Records excerpted from a collection
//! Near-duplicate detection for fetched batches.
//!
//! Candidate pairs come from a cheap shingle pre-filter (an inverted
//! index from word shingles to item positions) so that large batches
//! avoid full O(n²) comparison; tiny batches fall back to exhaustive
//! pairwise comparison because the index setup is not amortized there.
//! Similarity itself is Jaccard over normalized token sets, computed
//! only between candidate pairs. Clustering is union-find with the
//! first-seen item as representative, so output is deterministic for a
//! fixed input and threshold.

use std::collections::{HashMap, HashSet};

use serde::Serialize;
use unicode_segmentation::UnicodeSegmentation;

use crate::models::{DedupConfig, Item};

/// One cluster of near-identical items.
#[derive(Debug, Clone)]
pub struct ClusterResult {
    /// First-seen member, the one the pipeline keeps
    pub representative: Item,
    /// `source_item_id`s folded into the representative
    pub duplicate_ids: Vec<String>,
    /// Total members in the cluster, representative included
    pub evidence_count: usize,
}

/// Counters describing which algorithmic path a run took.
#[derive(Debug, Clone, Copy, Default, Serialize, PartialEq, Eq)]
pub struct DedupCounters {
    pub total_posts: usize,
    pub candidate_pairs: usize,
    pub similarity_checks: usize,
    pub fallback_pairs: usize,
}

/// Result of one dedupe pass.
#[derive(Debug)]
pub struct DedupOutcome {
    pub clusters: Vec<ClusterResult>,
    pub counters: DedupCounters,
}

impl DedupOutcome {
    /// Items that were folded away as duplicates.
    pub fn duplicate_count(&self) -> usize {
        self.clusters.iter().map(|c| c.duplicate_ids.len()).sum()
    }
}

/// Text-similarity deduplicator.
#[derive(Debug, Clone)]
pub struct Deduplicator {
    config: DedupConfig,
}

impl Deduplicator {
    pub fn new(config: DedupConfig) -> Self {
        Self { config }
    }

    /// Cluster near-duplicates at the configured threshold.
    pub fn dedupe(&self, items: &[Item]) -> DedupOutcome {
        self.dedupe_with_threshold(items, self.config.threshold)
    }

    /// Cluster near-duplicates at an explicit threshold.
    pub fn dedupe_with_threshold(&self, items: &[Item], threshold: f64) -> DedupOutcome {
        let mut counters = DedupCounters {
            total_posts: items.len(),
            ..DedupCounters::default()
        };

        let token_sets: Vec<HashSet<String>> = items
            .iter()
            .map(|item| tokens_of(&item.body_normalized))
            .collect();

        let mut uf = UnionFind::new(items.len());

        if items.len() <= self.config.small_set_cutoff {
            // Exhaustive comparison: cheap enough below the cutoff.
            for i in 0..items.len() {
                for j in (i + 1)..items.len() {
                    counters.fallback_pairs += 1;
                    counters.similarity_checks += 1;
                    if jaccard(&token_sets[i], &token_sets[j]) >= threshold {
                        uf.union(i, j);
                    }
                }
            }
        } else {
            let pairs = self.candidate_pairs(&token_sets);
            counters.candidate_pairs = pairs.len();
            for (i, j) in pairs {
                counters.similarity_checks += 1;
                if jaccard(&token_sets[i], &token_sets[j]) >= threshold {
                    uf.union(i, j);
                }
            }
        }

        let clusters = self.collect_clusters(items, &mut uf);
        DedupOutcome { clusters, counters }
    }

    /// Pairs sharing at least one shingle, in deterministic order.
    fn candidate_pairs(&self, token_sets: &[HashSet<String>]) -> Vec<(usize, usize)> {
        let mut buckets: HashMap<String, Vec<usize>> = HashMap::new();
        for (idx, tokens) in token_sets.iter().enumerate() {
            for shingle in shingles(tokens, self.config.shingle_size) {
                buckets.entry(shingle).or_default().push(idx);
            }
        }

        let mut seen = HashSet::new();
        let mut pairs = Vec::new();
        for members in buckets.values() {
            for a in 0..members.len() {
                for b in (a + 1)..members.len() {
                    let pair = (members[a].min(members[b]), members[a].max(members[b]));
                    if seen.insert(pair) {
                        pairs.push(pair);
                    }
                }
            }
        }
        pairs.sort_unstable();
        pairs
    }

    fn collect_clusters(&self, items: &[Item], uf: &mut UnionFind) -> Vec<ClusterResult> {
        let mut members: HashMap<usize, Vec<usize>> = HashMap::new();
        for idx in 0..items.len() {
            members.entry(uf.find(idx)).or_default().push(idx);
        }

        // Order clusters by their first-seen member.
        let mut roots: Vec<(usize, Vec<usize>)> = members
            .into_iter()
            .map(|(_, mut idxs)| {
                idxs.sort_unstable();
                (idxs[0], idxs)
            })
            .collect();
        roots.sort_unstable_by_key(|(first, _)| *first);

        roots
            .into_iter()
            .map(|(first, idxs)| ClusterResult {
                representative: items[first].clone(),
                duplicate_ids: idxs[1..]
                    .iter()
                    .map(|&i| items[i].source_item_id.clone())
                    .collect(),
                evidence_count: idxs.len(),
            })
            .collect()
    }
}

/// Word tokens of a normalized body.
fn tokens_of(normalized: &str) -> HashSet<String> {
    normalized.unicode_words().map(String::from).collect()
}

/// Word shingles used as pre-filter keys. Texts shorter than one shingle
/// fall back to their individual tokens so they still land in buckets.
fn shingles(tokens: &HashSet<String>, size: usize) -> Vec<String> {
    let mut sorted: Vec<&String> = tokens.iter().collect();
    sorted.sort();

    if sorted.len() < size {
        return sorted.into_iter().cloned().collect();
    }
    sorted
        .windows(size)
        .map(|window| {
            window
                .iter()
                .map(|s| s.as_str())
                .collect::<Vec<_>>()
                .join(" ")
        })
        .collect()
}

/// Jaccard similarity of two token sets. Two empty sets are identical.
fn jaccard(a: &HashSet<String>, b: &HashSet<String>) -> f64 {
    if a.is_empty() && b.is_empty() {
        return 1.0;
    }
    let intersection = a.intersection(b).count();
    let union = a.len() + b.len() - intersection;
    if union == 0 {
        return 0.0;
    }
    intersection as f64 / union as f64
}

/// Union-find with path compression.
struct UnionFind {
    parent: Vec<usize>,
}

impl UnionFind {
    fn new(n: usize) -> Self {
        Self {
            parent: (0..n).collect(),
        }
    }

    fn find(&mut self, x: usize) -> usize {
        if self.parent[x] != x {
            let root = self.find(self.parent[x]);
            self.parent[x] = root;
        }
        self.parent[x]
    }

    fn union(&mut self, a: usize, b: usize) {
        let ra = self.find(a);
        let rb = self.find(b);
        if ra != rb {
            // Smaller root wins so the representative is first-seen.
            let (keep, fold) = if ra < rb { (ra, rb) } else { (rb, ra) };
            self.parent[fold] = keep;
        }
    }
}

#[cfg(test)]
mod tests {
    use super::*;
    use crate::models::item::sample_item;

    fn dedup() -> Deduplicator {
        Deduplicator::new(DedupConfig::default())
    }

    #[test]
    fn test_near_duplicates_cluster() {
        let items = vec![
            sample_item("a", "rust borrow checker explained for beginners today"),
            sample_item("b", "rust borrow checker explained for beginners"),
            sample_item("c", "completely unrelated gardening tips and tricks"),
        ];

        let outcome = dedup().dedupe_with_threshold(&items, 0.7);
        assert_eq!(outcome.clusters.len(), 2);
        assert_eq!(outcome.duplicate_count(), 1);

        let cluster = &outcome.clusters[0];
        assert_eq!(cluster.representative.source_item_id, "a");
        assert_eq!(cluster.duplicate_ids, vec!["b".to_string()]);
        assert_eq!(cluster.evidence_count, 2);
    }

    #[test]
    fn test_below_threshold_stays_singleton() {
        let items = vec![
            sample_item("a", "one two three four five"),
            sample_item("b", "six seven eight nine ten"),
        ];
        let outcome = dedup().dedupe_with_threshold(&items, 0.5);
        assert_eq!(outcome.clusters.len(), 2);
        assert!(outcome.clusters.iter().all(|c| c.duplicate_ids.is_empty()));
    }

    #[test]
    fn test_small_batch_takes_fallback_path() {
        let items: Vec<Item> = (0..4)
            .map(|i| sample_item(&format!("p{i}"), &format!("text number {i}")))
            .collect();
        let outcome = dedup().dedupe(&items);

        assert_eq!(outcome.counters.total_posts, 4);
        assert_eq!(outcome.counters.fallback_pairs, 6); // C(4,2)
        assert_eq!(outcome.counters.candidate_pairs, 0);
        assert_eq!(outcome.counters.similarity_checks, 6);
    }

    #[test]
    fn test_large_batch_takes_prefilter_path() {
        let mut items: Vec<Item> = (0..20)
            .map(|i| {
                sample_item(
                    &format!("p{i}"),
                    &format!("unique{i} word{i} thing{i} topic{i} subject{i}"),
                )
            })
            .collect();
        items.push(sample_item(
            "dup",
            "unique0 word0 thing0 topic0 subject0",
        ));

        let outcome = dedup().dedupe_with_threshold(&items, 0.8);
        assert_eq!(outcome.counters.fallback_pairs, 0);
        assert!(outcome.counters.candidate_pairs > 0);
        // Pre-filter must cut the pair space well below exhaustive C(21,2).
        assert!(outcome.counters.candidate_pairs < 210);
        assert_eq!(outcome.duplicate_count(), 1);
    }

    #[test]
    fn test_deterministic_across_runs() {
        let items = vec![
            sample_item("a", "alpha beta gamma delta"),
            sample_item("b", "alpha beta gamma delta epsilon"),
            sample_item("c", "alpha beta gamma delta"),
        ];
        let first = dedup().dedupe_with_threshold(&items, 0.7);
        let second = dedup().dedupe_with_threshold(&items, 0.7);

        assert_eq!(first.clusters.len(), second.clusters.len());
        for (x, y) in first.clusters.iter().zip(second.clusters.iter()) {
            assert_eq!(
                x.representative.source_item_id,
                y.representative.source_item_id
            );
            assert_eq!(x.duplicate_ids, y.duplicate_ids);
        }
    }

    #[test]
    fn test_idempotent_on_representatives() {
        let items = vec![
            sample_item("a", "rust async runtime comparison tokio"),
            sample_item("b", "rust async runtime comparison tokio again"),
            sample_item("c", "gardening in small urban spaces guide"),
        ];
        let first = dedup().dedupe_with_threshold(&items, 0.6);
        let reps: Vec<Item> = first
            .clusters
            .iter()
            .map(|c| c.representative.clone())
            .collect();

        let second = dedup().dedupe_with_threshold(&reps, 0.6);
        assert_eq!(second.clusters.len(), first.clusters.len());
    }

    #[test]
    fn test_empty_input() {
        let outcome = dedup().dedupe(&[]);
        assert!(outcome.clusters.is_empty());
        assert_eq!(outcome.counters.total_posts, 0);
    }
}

==

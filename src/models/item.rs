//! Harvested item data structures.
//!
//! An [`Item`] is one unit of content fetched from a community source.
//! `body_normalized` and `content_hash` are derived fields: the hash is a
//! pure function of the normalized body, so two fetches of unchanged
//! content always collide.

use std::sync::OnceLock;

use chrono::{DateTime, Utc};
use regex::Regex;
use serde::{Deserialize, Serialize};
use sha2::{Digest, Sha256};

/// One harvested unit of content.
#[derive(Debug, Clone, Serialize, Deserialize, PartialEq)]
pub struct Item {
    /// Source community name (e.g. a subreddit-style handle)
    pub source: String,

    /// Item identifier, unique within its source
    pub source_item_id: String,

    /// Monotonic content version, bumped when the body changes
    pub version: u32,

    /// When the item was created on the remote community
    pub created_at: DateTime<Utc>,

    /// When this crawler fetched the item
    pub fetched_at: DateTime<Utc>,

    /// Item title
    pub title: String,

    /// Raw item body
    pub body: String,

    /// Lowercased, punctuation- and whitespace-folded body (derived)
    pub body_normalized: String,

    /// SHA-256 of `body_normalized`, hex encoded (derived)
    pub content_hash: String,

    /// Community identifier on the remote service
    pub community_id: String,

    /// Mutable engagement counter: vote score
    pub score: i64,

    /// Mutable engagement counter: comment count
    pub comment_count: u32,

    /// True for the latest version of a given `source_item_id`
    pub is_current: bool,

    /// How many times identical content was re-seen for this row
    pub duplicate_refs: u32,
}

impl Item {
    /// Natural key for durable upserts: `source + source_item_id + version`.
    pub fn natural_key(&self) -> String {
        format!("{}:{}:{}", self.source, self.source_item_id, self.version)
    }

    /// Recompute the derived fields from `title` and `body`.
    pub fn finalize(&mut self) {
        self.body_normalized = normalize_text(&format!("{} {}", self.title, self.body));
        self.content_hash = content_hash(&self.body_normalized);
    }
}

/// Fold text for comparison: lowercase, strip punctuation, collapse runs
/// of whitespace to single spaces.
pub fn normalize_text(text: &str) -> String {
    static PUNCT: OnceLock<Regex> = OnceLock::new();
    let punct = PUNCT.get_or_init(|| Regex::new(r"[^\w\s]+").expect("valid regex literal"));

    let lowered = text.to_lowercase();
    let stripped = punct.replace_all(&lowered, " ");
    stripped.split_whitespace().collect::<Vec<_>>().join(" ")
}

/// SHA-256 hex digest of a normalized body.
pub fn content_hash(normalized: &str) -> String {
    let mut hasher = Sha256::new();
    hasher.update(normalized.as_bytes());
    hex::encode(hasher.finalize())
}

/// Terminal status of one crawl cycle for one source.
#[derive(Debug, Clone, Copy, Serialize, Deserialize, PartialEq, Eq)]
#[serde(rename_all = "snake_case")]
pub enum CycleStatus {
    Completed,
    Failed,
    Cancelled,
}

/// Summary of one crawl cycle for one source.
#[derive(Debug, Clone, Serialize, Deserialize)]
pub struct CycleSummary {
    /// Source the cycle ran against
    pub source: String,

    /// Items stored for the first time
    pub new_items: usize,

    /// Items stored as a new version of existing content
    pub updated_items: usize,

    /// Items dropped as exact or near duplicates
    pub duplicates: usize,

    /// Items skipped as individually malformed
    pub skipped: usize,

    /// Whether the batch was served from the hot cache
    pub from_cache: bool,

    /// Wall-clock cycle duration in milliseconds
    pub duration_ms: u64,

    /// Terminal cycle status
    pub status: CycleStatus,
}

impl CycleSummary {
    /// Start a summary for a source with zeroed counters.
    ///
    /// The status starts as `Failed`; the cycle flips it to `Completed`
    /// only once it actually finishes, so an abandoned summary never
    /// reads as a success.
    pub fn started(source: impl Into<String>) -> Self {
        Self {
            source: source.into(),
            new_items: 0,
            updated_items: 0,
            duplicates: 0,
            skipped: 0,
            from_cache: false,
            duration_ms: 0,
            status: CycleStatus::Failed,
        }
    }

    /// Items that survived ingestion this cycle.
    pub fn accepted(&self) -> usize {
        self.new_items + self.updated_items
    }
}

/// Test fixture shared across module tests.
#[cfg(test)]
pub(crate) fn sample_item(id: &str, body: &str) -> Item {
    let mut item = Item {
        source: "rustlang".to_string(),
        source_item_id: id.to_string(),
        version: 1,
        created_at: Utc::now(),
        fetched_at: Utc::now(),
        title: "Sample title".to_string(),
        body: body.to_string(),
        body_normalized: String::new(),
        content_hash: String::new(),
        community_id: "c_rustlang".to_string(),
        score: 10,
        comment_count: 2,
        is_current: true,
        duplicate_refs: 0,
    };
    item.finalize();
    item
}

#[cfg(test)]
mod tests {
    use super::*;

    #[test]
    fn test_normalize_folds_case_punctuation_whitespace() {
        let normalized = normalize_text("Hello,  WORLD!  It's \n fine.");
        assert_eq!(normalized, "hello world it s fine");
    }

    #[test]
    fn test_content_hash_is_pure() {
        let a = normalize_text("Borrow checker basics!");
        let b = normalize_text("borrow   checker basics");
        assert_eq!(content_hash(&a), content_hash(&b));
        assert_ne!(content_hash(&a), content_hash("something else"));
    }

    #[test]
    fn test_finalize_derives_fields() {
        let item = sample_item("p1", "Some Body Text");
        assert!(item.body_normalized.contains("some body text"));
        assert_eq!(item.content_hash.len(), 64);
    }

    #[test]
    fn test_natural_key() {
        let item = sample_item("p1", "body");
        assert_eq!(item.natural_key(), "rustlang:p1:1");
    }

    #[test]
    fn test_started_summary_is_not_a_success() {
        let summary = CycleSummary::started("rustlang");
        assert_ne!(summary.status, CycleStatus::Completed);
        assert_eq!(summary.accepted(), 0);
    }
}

## Task requirements:
Find each line of the data above that holds the word "accepted", then copy it.

## Solved problem:
    pub fn accepted(&self) -> usize {
        assert_eq!(summary.accepted(), 0);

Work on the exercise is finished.